The [feminine] Presence[^87] is the archetypical image that contains all images, the prism or mirror that reflects all the supernal forms [^88]. One might even go so far as to say that the Presence is not only the locus of prophetic experience but also the "objective correlate" of "sensory pole" of prophetic vision.[^89] The position of the Zohar would be that the object of prophetic vision does not exist only in the mind of the prophet but is an objective reality. The form or forms that the spiritual reality assumes are constructed within the imagination. The point is that in the prophetic vision the spiritual forms of the divine pleroma are configured in the last of fht gradation, and the latter corresponds to the imagination, for it is perceived in distinct forms only by the imagination. Indeed, human imagination is a mirror that reflects the divine mirror in such a way that by imaging the image of the divine anthropos the visionary, in effect, is seEing his own pneumatic being projected outward. This double reflection should not be construed as a form of psychologic reductionism inasmuch as the ontological presupposition underlying the kabbalistic psychology is that the soul itself is of the same substance as God. The kabbalistic perspective maintains that the images seen in the imagination correspond to an external or transcendent reality, the divine Presence... To see the spiritual images in concrete, tangible form is precisely the distinctive quality of the prophetic vision.[^90]

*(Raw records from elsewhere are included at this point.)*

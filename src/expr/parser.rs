// src/expr/parser.rs

//! Parser for dotted identifier paths.

use thiserror::Error;

use super::ast::Expression;

/// Malformed expression text.
///
/// `position` is the character offset in the expression text where the
/// problem was detected.
#[derive(Error, Debug, Clone, PartialEq, Eq)]
#[error("{message} at position {position}")]
pub struct ParseError {
    pub message: String,
    pub position: usize,
}

impl ParseError {
    fn new(message: impl Into<String>, position: usize) -> Self {
        Self {
            message: message.into(),
            position,
        }
    }
}

/// Longest accepted member chain, counted in identifiers.
///
/// Evaluation walks the chain recursively, so deeper paths are rejected at
/// parse time instead.
pub const MAX_PATH_DEPTH: usize = 128;

/// Parse expression text such as `secrets.NAME` into an [`Expression`].
///
/// `a.b.c` becomes `MemberAccess(a, MemberAccess(b, c))`, so evaluation
/// resolves `a` first, then `b` inside it, then `c` inside that.
pub fn parse(text: &str) -> Result<Expression, ParseError> {
    let chars: Vec<char> = text.chars().collect();
    let mut parser = Parser { chars, pos: 0 };
    let path = parser.parse_path()?;
    Ok(fold_path(path))
}

struct Parser {
    chars: Vec<char>,
    pos: usize,
}

impl Parser {
    /// `identifier ('.' identifier)*`, spaces allowed between tokens.
    fn parse_path(&mut self) -> Result<Vec<String>, ParseError> {
        let mut path = Vec::new();

        loop {
            self.skip_whitespace();

            let start = self.pos;
            match self.peek() {
                None => return Err(ParseError::new("unexpected end of input", self.pos)),
                Some('.') => return Err(ParseError::new("unexpected '.'", self.pos)),
                Some(c) => match self.identifier() {
                    Some(name) if path.len() < MAX_PATH_DEPTH => path.push(name),
                    Some(_) => {
                        return Err(ParseError::new("expression too deeply nested", start));
                    }
                    None => {
                        return Err(ParseError::new(
                            format!("unexpected character '{c}'"),
                            self.pos,
                        ));
                    }
                },
            }

            self.skip_whitespace();

            match self.peek() {
                None => return Ok(path),
                Some('.') => self.pos += 1,
                Some(c) if is_identifier_start(c) => {
                    return Err(ParseError::new("unexpected identifier", self.pos));
                }
                Some(c) => {
                    return Err(ParseError::new(
                        format!("unexpected character '{c}'"),
                        self.pos,
                    ));
                }
            }
        }
    }

    /// Greedily scan `[A-Za-z_$][A-Za-z0-9_$]*`.
    fn identifier(&mut self) -> Option<String> {
        let start = self.pos;
        while let Some(c) = self.peek() {
            let accepted = if self.pos == start {
                is_identifier_start(c)
            } else {
                is_identifier_continue(c)
            };
            if !accepted {
                break;
            }
            self.pos += 1;
        }

        (self.pos > start).then(|| self.chars[start..self.pos].iter().collect())
    }

    /// Only spaces separate tokens; tabs and newlines are bad characters.
    fn skip_whitespace(&mut self) {
        while self.peek() == Some(' ') {
            self.pos += 1;
        }
    }

    fn peek(&self) -> Option<char> {
        self.chars.get(self.pos).copied()
    }
}

fn is_identifier_start(c: char) -> bool {
    c.is_ascii_alphabetic() || c == '_' || c == '$'
}

fn is_identifier_continue(c: char) -> bool {
    is_identifier_start(c) || c.is_ascii_digit()
}

/// Nest a non-empty path to the right: `[a, b, c]` → `a.(b.c)`.
fn fold_path(mut path: Vec<String>) -> Expression {
    let last = path.pop().unwrap_or_default();
    path.into_iter()
        .rev()
        .fold(Expression::Identifier(last), |member, name| {
            Expression::member(Expression::Identifier(name), member)
        })
}
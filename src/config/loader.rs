// src/config/loader.rs

use std::fs;
use std::path::{Path, PathBuf};

use tracing::debug;

use crate::config::model::{Manifest, RawManifest};
use crate::env::EnvMap;
use crate::errors::{Result, RunnerError};

/// Manifest file name used when `--manifest` is not given.
pub const DEFAULT_MANIFEST: &str = "squid.yaml";

/// Environment file name used when `--env-file` is not given.
pub const DEFAULT_ENV_FILE: &str = ".env";

/// A validated manifest together with the directory processes run in.
#[derive(Debug, Clone)]
pub struct LoadedManifest {
    pub squid_dir: PathBuf,
    pub manifest_path: PathBuf,
    pub manifest: Manifest,
}

/// Load a manifest file from a given path and return the raw `RawManifest`.
///
/// This only performs YAML deserialization; it does **not** perform semantic
/// validation. Use [`load_manifest`] for that.
pub fn load_from_path(path: impl AsRef<Path>) -> Result<RawManifest> {
    let path = path.as_ref();
    let contents = fs::read_to_string(path).map_err(|e| {
        RunnerError::ConfigError(format!("reading manifest at {}: {e}", path.display()))
    })?;

    let manifest: RawManifest = serde_yaml::from_str(&contents)?;

    Ok(manifest)
}

/// Resolve the squid directory, then load and validate the manifest in it.
///
/// `manifest_path` is taken relative to `source` unless it is absolute.
pub fn load_manifest(source: impl AsRef<Path>, manifest_path: impl AsRef<Path>) -> Result<LoadedManifest> {
    let source = source.as_ref();
    let squid_dir = std::path::absolute(source)?;
    if !squid_dir.is_dir() {
        return Err(RunnerError::ConfigError(format!(
            "squid source {} is not a directory",
            squid_dir.display()
        )));
    }

    let manifest_path = resolve_in(&squid_dir, manifest_path.as_ref());
    debug!(path = %manifest_path.display(), "loading manifest");

    let raw = load_from_path(&manifest_path)?;
    let manifest = Manifest::try_from(raw)?;

    Ok(LoadedManifest {
        squid_dir,
        manifest_path,
        manifest,
    })
}

/// Parse a dotenv-style file into a map.
pub fn load_env_file(path: impl AsRef<Path>) -> Result<EnvMap> {
    let mut vars = EnvMap::new();
    for item in dotenvy::from_path_iter(path.as_ref())? {
        let (key, value) = item?;
        vars.insert(key, value);
    }
    Ok(vars)
}

/// Add `file_vars` to `ambient` without overriding variables already set.
pub fn merge_env_file(ambient: &mut EnvMap, file_vars: EnvMap) {
    for (key, value) in file_vars {
        ambient.entry(key).or_insert(value);
    }
}

/// Join `path` onto `base` unless it is already absolute.
pub fn resolve_in(base: &Path, path: &Path) -> PathBuf {
    if path.is_absolute() {
        path.to_path_buf()
    } else {
        base.join(path)
    }
}

/// Snapshot of the current process environment.
///
/// Variables whose name or value is not valid UTF-8 are skipped.
pub fn process_env() -> EnvMap {
    std::env::vars_os()
        .filter_map(|(k, v)| Some((k.into_string().ok()?, v.into_string().ok()?)))
        .collect()
}

/// Apply the supplemental env file to the `base` snapshot.
///
/// With `env_file = None` the default `.env` in `squid_dir` is used if it
/// exists. An explicitly requested file must exist and parse.
pub fn ambient_with_env_file(base: EnvMap, squid_dir: &Path, env_file: Option<&str>) -> Result<EnvMap> {
    let mut ambient = base;

    let path = match env_file {
        Some(file) => resolve_in(squid_dir, Path::new(file)),
        None => {
            let path = squid_dir.join(DEFAULT_ENV_FILE);
            if !path.is_file() {
                debug!(path = %path.display(), "no default env file; skipping");
                return Ok(ambient);
            }
            path
        }
    };

    debug!(path = %path.display(), "loading env file");
    let vars = load_env_file(&path)?;
    merge_env_file(&mut ambient, vars);
    Ok(ambient)
}
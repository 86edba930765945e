//! Metering engine — the periodic temperature/fee tick over served rooms.
//!
//! Every tick advances each actively-served room one convergence step
//! toward its setpoint and accrues one tick's worth of fee, publishing a
//! point update per changed value on that room's channel. There is no
//! global batch event: rooms are notified independently, which preserves
//! per-room ordering without imposing any cross-room ordering.
//!
//! The tick runs under the registry lock, so it never interleaves
//! partially with a control operation — it either fully applies to a room
//! or not at all.

use std::sync::Arc;
use std::time::Duration;

use tokio::sync::watch;
use tokio::task::JoinHandle;
use tokio::time::MissedTickBehavior;

use chiller_domain::event::RoomEvent;
use chiller_domain::id::RoomId;
use chiller_domain::room::ServiceStatus;

use crate::broadcaster::EventBroadcaster;
use crate::registry::SharedRegistry;

/// Reference cadence between metering ticks.
pub const DEFAULT_TICK_INTERVAL: Duration = Duration::from_secs(2);

/// Reference fraction of the remaining temperature gap closed per tick.
pub const DEFAULT_CONVERGENCE_FACTOR: f64 = 0.1;

/// Periodic metering over every room that is powered on and serving.
pub struct MeteringEngine {
    registry: SharedRegistry,
    broadcaster: Arc<EventBroadcaster>,
    tick_interval: Duration,
    convergence_factor: f64,
}

impl MeteringEngine {
    /// Create an engine with the reference cadence and convergence factor.
    pub fn new(registry: SharedRegistry, broadcaster: Arc<EventBroadcaster>) -> Self {
        Self {
            registry,
            broadcaster,
            tick_interval: DEFAULT_TICK_INTERVAL,
            convergence_factor: DEFAULT_CONVERGENCE_FACTOR,
        }
    }

    /// Override the tick cadence.
    #[must_use]
    pub fn with_tick_interval(mut self, interval: Duration) -> Self {
        self.tick_interval = interval;
        self
    }

    /// Override the convergence factor.
    #[must_use]
    pub fn with_convergence_factor(mut self, factor: f64) -> Self {
        self.convergence_factor = factor;
        self
    }

    /// Apply one metering tick to every actively-served room.
    ///
    /// Exposed separately from the loop so callers (and tests) can drive
    /// the cadence themselves.
    pub async fn tick(&self) {
        let mut registry = self.registry.lock().await;
        let tick_seconds = self.tick_interval.as_secs_f64();

        let mut updates: Vec<(RoomId, Option<f64>, Option<f64>)> = Vec::new();
        for room in registry.rooms_mut() {
            if !room.power_on || room.service_status != ServiceStatus::Serving {
                continue;
            }
            let temperature = room
                .step_temperature(self.convergence_factor)
                .then_some(room.current_temperature);
            let fee = room.accrue_fee(tick_seconds).then_some(room.accrued_fee);
            if temperature.is_some() || fee.is_some() {
                updates.push((room.id.clone(), temperature, fee));
            }
        }

        // Notifications are fire-and-forget per room: an absent or lagging
        // observer on one channel cannot affect the others.
        let metered = updates.len();
        for (room_id, temperature, fee) in updates {
            if let Some(current_temperature) = temperature {
                self.broadcaster.publish_room(
                    &room_id,
                    RoomEvent::TemperatureChanged {
                        room_id: room_id.clone(),
                        current_temperature,
                    },
                );
            }
            if let Some(accrued_fee) = fee {
                self.broadcaster.publish_room(
                    &room_id,
                    RoomEvent::FeeChanged {
                        room_id: room_id.clone(),
                        accrued_fee,
                    },
                );
            }
        }

        tracing::debug!(metered, "metering tick");
    }

    /// Spawn the fixed-cadence loop, returning its cancellation handle.
    ///
    /// The first tick fires one full interval after the spawn — fees are
    /// charged for elapsed time only, never at t=0. Overdue ticks are
    /// skipped rather than run back-to-back, so ticks never overlap even
    /// when one takes longer than the interval.
    #[must_use]
    pub fn spawn(self) -> MeteringHandle {
        let (shutdown_tx, mut shutdown_rx) = watch::channel(false);
        let task = tokio::spawn(async move {
            let start = tokio::time::Instant::now() + self.tick_interval;
            let mut interval = tokio::time::interval_at(start, self.tick_interval);
            interval.set_missed_tick_behavior(MissedTickBehavior::Skip);
            loop {
                tokio::select! {
                    _ = interval.tick() => self.tick().await,
                    changed = shutdown_rx.changed() => {
                        if changed.is_err() || *shutdown_rx.borrow() {
                            break;
                        }
                    }
                }
            }
            tracing::debug!("metering loop stopped");
        });
        MeteringHandle {
            shutdown: shutdown_tx,
            task,
        }
    }
}

/// Cancellation handle for a spawned metering loop.
pub struct MeteringHandle {
    shutdown: watch::Sender<bool>,
    task: JoinHandle<()>,
}

impl MeteringHandle {
    /// Stop the loop and wait for it to finish.
    pub async fn shutdown(self) {
        let _ = self.shutdown.send(true);
        let _ = self.task.await;
    }
}

#[cfg(test)]
mod tests {
    use super::*;
    use crate::registry::Registry;
    use chiller_domain::plant::CentralUnit;
    use chiller_domain::room::{AcMode, Room};
    use chiller_domain::time::now;

    fn serving_room(id: &str, current: f64, target: f64) -> Room {
        let mut room = Room::builder()
            .id(id)
            .current_temperature(current)
            .target_temperature(target)
            .build()
            .unwrap();
        room.activate(AcMode::Cooling, target, now());
        room.service_status = ServiceStatus::Serving;
        room
    }

    fn make_engine(rooms: Vec<Room>) -> (MeteringEngine, SharedRegistry, Arc<EventBroadcaster>) {
        let mut registry = Registry::new(CentralUnit::new(30));
        for room in rooms {
            registry.register(room);
        }
        registry.recompute_serving_count();
        let shared = registry.into_shared();
        let broadcaster = Arc::new(EventBroadcaster::new(64));
        let engine = MeteringEngine::new(shared.clone(), broadcaster.clone());
        (engine, shared, broadcaster)
    }

    #[tokio::test]
    async fn should_step_temperature_toward_setpoint() {
        let (engine, registry, _) = make_engine(vec![serving_room("301", 28.0, 25.0)]);

        engine.tick().await;

        let guard = registry.lock().await;
        let room = guard.room(&RoomId::new("301")).unwrap();
        assert_eq!(room.current_temperature, 27.7);
    }

    #[tokio::test]
    async fn should_accrue_reference_fee_per_tick() {
        let (engine, registry, _) = make_engine(vec![serving_room("301", 25.0, 25.0)]);

        engine.tick().await;

        let guard = registry.lock().await;
        let room = guard.room(&RoomId::new("301")).unwrap();
        // Mid speed: 0.8 * 2 / 60 rounded to cents.
        assert_eq!(room.accrued_fee, 0.03);
    }

    #[tokio::test]
    async fn should_skip_idle_and_waiting_rooms() {
        let mut waiting = serving_room("302", 28.0, 25.0);
        waiting.service_status = ServiceStatus::Waiting;
        let idle = Room::builder().id("303").build().unwrap();
        let (engine, registry, _) = make_engine(vec![waiting, idle]);

        engine.tick().await;

        let guard = registry.lock().await;
        assert_eq!(
            guard.room(&RoomId::new("302")).unwrap().current_temperature,
            28.0
        );
        assert_eq!(guard.room(&RoomId::new("302")).unwrap().accrued_fee, 0.0);
        assert_eq!(guard.room(&RoomId::new("303")).unwrap().accrued_fee, 0.0);
    }

    #[tokio::test]
    async fn should_publish_point_updates_per_changed_value() {
        let (engine, _, broadcaster) = make_engine(vec![serving_room("301", 28.0, 25.0)]);
        let mut rx = broadcaster.subscribe_room(&RoomId::new("301"));

        engine.tick().await;

        let first = rx.recv().await.unwrap();
        assert!(matches!(
            first.payload,
            RoomEvent::TemperatureChanged {
                current_temperature,
                ..
            } if current_temperature == 27.7
        ));
        let second = rx.recv().await.unwrap();
        assert!(matches!(
            second.payload,
            RoomEvent::FeeChanged { accrued_fee, .. } if accrued_fee == 0.03
        ));
    }

    #[tokio::test]
    async fn should_stop_emitting_temperature_once_converged() {
        let (engine, _, broadcaster) = make_engine(vec![serving_room("301", 25.0, 25.0)]);
        let mut rx = broadcaster.subscribe_room(&RoomId::new("301"));

        engine.tick().await;

        // Converged room: fee still accrues, temperature stays silent.
        let envelope = rx.recv().await.unwrap();
        assert!(matches!(envelope.payload, RoomEvent::FeeChanged { .. }));
        assert!(matches!(
            rx.try_recv(),
            Err(tokio::sync::broadcast::error::TryRecvError::Empty)
        ));
    }

    #[tokio::test]
    async fn should_meter_multiple_rooms_independently() {
        let (engine, registry, _) = make_engine(vec![
            serving_room("301", 28.0, 25.0),
            serving_room("302", 30.0, 25.0),
        ]);

        engine.tick().await;

        let guard = registry.lock().await;
        assert_eq!(
            guard.room(&RoomId::new("301")).unwrap().current_temperature,
            27.7
        );
        assert_eq!(
            guard.room(&RoomId::new("302")).unwrap().current_temperature,
            29.5
        );
    }

    #[tokio::test(start_paused = true)]
    async fn should_not_charge_before_first_interval_elapses() {
        let (engine, registry, _) = make_engine(vec![serving_room("301", 25.0, 25.0)]);
        let handle = engine.spawn();

        // Half an interval in, nothing has been metered yet.
        tokio::time::sleep(Duration::from_secs(1)).await;
        let fee = {
            let guard = registry.lock().await;
            guard.room(&RoomId::new("301")).unwrap().accrued_fee
        };
        assert_eq!(fee, 0.0);

        handle.shutdown().await;
    }

    #[tokio::test(start_paused = true)]
    async fn should_tick_on_cadence_until_shutdown() {
        let (engine, registry, _) = make_engine(vec![serving_room("301", 25.0, 25.0)]);
        let handle = engine.spawn();

        // Paused clock: sleeping auto-advances time through several ticks.
        tokio::time::sleep(Duration::from_secs(7)).await;
        handle.shutdown().await;

        let fee = {
            let guard = registry.lock().await;
            guard.room(&RoomId::new("301")).unwrap().accrued_fee
        };
        // At least three 2s ticks worth of fee.
        assert!(fee >= 0.09);

        tokio::time::sleep(Duration::from_secs(10)).await;
        let after = {
            let guard = registry.lock().await;
            guard.room(&RoomId::new("301")).unwrap().accrued_fee
        };
        assert_eq!(after, fee, "no further metering after shutdown");
    }
}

[In the case of] the prophecy [of Moses], his vision was devoid of all corporeal matters. He saw the matter clearly from within the speculum that shines, which does not take shape at all in a corporeal vision (she-'einah nigshemet bi0re'iyat gufni klal). It is rather a true splendour, pure and clear. This is not so with respect to the rest of the prophets, who saw from within a speculum that does not shine, for it takes shape in accordance with their vision (nigshemet kefi re'iyatam), and they do not see it except as a corporeal image (demut guf).[^91]
... Knowledge according to the Zohar is essentially of a visionary nature; the word the Zohar uses employs for mystical contemplation histaklut should be rendered "visualisation," for the visual contemplation of the divine form lies at the heart of mystical knowledge.